The result will be a modifier that contains the configurations of all specified modifiers. To see this in action, modify the MainActivity.kt file to add a second modifier for use with the Text composable:

.
.
val modifier = Modifier
    .border(width = 2.dp, color = Color.Black)
    .padding(all = 10.dp)
 
val secondModifier = Modifier.height(100.dp)
.
.

Next, change the Text call to combine both modifiers:

Text(
    "Hello Compose",
    modifier.then(secondModifier),
    fontSize = 40.sp,
    fontWeight = FontWeight.Bold
)

The Text composable should now appear in the preview panel with a height of 100dp in addition to the original font, border, and padding settings.

Summary

Modifiers are created using instances of the Compose Modifier object and are passed as parameters to composables to change appearance and behavior.
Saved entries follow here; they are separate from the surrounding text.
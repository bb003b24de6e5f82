use crate::time::TimePointSec;
use crate::types::AccountName;
use chainbase::{key, KeyId, KeyPart, Object, ObjectId, SecondaryKey};
use serde_derive::{Deserialize, Serialize};

use super::AccountObject;

#[derive(Debug, Clone, PartialEq, Serialize, Deserialize)]
pub struct WitnessObject {
    pub id: ObjectId<WitnessObject>,
    pub owner: AccountName,
    pub created: TimePointSec,
    pub url: String,
    pub signing_key: String,
    /// Stake voting for this witness.
    pub votes: i64,
    pub total_missed: u32,
    pub last_confirmed_block_num: u32,
}

impl WitnessObject {
    pub const BY_NAME: KeyId = KeyId(0);
    /// Most voted first.
    pub const BY_VOTE: KeyId = KeyId(1);
}

impl Object for WitnessObject {
    const TYPE_NAME: &'static str = "witness";

    fn id(&self) -> ObjectId<Self> {
        self.id
    }

    fn secondary_keys() -> Vec<SecondaryKey<Self>> {
        vec![
            SecondaryKey::unique("by_name", |w| key![&w.owner]),
            SecondaryKey::unique("by_vote", |w| {
                key![KeyPart::Int(-(w.votes as i128)), &w.owner]
            }),
        ]
    }
}

#[derive(Debug, Clone, PartialEq, Serialize, Deserialize)]
pub struct WitnessVoteObject {
    pub id: ObjectId<WitnessVoteObject>,
    pub witness: ObjectId<WitnessObject>,
    pub account: ObjectId<AccountObject>,
}

impl WitnessVoteObject {
    pub const BY_ACCOUNT_WITNESS: KeyId = KeyId(0);
    pub const BY_WITNESS_ACCOUNT: KeyId = KeyId(1);
}

impl Object for WitnessVoteObject {
    const TYPE_NAME: &'static str = "witness_vote";

    fn id(&self) -> ObjectId<Self> {
        self.id
    }

    fn secondary_keys() -> Vec<SecondaryKey<Self>> {
        vec![
            SecondaryKey::unique("by_account_witness", |v| key![v.account, v.witness]),
            SecondaryKey::unique("by_witness_account", |v| key![v.witness, v.account]),
        ]
    }
}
A modifier is configured by calling methods on the Modifier object to define settings such as size, padding, rotation, and background color. Most of the built-in composables provided with the Compose system will accept a modifier as a parameter. It is also possible (and recommended) to add modifier support to your own composable functions. If a composable function accepts a modifier, it will always be the second optional parameter in the function’s parameter list. Multiple modifier instances may be combined using the then keyword before being applied to a component.